** Task details **
Return the full set of entries exactly. Omit none.

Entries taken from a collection

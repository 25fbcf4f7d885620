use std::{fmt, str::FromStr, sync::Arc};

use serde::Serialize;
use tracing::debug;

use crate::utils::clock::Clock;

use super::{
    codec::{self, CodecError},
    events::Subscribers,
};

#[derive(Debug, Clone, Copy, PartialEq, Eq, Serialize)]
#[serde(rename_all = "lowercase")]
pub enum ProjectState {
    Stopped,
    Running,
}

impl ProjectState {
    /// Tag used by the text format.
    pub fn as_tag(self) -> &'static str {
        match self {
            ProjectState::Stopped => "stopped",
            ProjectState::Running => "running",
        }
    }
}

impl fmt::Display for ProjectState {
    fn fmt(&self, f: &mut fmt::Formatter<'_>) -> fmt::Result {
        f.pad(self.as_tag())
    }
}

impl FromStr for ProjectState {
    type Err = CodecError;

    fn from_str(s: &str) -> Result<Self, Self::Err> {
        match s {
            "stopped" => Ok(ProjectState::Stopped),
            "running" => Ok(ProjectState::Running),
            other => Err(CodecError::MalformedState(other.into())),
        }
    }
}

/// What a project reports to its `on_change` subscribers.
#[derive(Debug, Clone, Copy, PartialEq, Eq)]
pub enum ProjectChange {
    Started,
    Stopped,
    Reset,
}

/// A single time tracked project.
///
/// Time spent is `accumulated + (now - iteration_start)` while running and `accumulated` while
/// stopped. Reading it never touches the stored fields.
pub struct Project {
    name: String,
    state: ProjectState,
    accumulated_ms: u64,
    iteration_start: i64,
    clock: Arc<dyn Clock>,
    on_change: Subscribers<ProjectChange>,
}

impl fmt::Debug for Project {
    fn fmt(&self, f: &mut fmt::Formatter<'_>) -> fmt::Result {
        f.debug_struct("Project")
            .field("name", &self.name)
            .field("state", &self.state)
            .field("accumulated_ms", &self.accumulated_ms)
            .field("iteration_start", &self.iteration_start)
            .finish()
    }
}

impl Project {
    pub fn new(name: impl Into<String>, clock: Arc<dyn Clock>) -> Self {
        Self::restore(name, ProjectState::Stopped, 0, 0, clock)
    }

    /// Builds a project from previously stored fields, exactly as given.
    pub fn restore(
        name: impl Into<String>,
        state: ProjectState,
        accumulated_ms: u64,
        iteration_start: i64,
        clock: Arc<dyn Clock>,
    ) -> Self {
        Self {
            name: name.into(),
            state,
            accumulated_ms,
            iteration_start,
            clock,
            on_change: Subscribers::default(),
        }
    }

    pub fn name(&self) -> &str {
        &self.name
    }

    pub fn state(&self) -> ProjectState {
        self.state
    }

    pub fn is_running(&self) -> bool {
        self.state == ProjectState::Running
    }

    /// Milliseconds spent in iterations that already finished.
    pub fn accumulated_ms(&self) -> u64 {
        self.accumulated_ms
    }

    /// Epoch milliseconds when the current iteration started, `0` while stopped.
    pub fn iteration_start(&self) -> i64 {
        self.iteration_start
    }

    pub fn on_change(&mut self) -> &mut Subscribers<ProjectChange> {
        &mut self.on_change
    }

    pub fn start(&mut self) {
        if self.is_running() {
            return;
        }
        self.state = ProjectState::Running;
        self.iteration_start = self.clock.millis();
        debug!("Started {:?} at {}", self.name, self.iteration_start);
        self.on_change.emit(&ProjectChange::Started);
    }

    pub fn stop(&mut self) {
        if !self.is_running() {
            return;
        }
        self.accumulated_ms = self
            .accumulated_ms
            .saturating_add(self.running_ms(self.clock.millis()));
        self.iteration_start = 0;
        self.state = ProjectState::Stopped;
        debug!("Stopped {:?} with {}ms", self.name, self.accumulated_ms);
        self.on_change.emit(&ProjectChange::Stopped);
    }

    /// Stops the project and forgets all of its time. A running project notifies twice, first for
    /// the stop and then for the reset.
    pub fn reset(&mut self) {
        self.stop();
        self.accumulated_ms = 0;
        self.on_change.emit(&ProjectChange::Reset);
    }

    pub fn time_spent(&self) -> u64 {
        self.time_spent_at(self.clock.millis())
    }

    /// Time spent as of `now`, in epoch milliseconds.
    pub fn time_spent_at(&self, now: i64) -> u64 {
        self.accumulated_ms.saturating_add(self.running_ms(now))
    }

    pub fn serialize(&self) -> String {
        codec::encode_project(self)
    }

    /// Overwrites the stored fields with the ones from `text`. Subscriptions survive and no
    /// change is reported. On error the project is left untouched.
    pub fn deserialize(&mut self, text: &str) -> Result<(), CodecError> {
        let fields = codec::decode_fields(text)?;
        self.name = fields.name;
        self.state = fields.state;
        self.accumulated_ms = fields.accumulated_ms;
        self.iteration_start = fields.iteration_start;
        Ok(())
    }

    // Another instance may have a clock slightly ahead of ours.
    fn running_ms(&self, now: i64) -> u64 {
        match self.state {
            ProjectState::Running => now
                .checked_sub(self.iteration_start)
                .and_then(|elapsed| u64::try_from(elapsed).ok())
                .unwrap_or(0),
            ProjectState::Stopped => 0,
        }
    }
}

** Result for this exercise **
repository 25fbcf4f7d885620
use std::{fmt, str::FromStr, sync::Arc};

use serde::Serialize;
use tracing::debug;

use crate::utils::clock::Clock;

use super::{
    codec::{self, CodecError},
    events::Subscribers,
};

#[derive(Debug, Clone, Copy, PartialEq, Eq, Serialize)]
#[serde(rename_all = "lowercase")]
pub enum ProjectState {
    Stopped,
    Running,
}

impl ProjectState {
    /// Tag used by the text format.
    pub fn as_tag(self) -> &'static str {
        match self {
            ProjectState::Stopped => "stopped",
            ProjectState::Running => "running",
        }
    }
}

impl fmt::Display for ProjectState {
    fn fmt(&self, f: &mut fmt::Formatter<'_>) -> fmt::Result {
        f.pad(self.as_tag())
    }
}

impl FromStr for ProjectState {
    type Err = CodecError;

    fn from_str(s: &str) -> Result<Self, Self::Err> {
        match s {
            "stopped" => Ok(ProjectState::Stopped),
            "running" => Ok(ProjectState::Running),
            other => Err(CodecError::MalformedState(other.into())),
        }
    }
}

/// What a project reports to its `on_change` subscribers.
#[derive(Debug, Clone, Copy, PartialEq, Eq)]
pub enum ProjectChange {
    Started,
    Stopped,
    Reset,
}

/// A single time tracked project.
///
/// Time spent is `accumulated + (now - iteration_start)` while running and `accumulated` while
/// stopped. Reading it never touches the stored fields.
pub struct Project {
    name: String,
    state: ProjectState,
    accumulated_ms: u64,
    iteration_start: i64,
    clock: Arc<dyn Clock>,
    on_change: Subscribers<ProjectChange>,
}

impl fmt::Debug for Project {
    fn fmt(&self, f: &mut fmt::Formatter<'_>) -> fmt::Result {
        f.debug_struct("Project")
            .field("name", &self.name)
            .field("state", &self.state)
            .field("accumulated_ms", &self.accumulated_ms)
            .field("iteration_start", &self.iteration_start)
            .finish()
    }
}

impl Project {
    pub fn new(name: impl Into<String>, clock: Arc<dyn Clock>) -> Self {
        Self::restore(name, ProjectState::Stopped, 0, 0, clock)
    }

    /// Builds a project from previously stored fields, exactly as given.
    pub fn restore(
        name: impl Into<String>,
        state: ProjectState,
        accumulated_ms: u64,
        iteration_start: i64,
        clock: Arc<dyn Clock>,
    ) -> Self {
        Self {
            name: name.into(),
            state,
            accumulated_ms,
            iteration_start,
            clock,
            on_change: Subscribers::default(),
        }
    }

    pub fn name(&self) -> &str {
        &self.name
    }

    pub fn state(&self) -> ProjectState {
        self.state
    }

    pub fn is_running(&self) -> bool {
        self.state == ProjectState::Running
    }

    /// Milliseconds spent in iterations that already finished.
    pub fn accumulated_ms(&self) -> u64 {
        self.accumulated_ms
    }

    /// Epoch milliseconds when the current iteration started, `0` while stopped.
    pub fn iteration_start(&self) -> i64 {
        self.iteration_start
    }

    pub fn on_change(&mut self) -> &mut Subscribers<ProjectChange> {
        &mut self.on_change
    }

    pub fn start(&mut self) {
        if self.is_running() {
            return;
        }
        self.state = ProjectState::Running;
        self.iteration_start = self.clock.millis();
        debug!("Started {:?} at {}", self.name, self.iteration_start);
        self.on_change.emit(&ProjectChange::Started);
    }

    pub fn stop(&mut self) {
        if !self.is_running() {
            return;
        }
        self.accumulated_ms = self
            .accumulated_ms
            .saturating_add(self.running_ms(self.clock.millis()));
        self.iteration_start = 0;
        self.state = ProjectState::Stopped;
        debug!("Stopped {:?} with {}ms", self.name, self.accumulated_ms);
        self.on_change.emit(&ProjectChange::Stopped);
    }

    /// Stops the project and forgets all of its time. A running project notifies twice, first for
    /// the stop and then for the reset.
    pub fn reset(&mut self) {
        self.stop();
        self.accumulated_ms = 0;
        self.on_change.emit(&ProjectChange::Reset);
    }

    pub fn time_spent(&self) -> u64 {
        self.time_spent_at(self.clock.millis())
    }

    /// Time spent as of `now`, in epoch milliseconds.
    pub fn time_spent_at(&self, now: i64) -> u64 {
        self.accumulated_ms.saturating_add(self.running_ms(now))
    }

    pub fn serialize(&self) -> String {
        codec::encode_project(self)
    }

    /// Overwrites the stored fields with the ones from `text`. Subscriptions survive and no
    /// change is reported. On error the project is left untouched.
    pub fn deserialize(&mut self, text: &str) -> Result<(), CodecError> {
        let fields = codec::decode_fields(text)?;
        self.name = fields.name;
        self.state = fields.state;
        self.accumulated_ms = fields.accumulated_ms;
        self.iteration_start = fields.iteration_start;
        Ok(())
    }

    // Another instance may have a clock slightly ahead of ours.
    fn running_ms(&self, now: i64) -> u64 {
        match self.state {
            ProjectState::Running => now
                .checked_sub(self.iteration_start)
                .and_then(|elapsed| u64::try_from(elapsed).ok())
                .unwrap_or(0),
            ProjectState::Stopped => 0,
        }
    }
}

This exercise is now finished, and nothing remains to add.